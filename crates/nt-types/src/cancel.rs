//! Cooperative cancellation shared between the search loop, the trial
//! orchestrator, and the subprocess supervisor.

use std::sync::atomic::{AtomicBool, Ordering};
use std::sync::Arc;

/// Cloneable cancellation flag. Flipped once (e.g. from a SIGINT handler),
/// polled everywhere a blocking step could be abandoned.
#[derive(Debug, Clone, Default)]
pub struct CancelToken {
    flag: Arc<AtomicBool>,
}

impl CancelToken {
    pub fn new() -> Self {
        Self::default()
    }

    pub fn cancel(&self) {
        self.flag.store(true, Ordering::SeqCst);
    }

    pub fn is_cancelled(&self) -> bool {
        self.flag.load(Ordering::SeqCst)
    }
}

━━━━━━━━

■ **Activity**
The required result is a verbatim copy of all the entries.

■ **Task result**
filename crates/nt-types/src/cancel.rs
//! Cooperative cancellation shared between the search loop, the trial
//! orchestrator, and the subprocess supervisor.

use std::sync::atomic::{AtomicBool, Ordering};
use std::sync::Arc;

/// Cloneable cancellation flag. Flipped once (e.g. from a SIGINT handler),
/// polled everywhere a blocking step could be abandoned.
#[derive(Debug, Clone, Default)]
pub struct CancelToken {
    flag: Arc<AtomicBool>,
}

impl CancelToken {
    pub fn new() -> Self {
        Self::default()
    }

    pub fn cancel(&self) {
        self.flag.store(true, Ordering::SeqCst);
    }

    pub fn is_cancelled(&self) -> bool {
        self.flag.load(Ordering::SeqCst)
    }
}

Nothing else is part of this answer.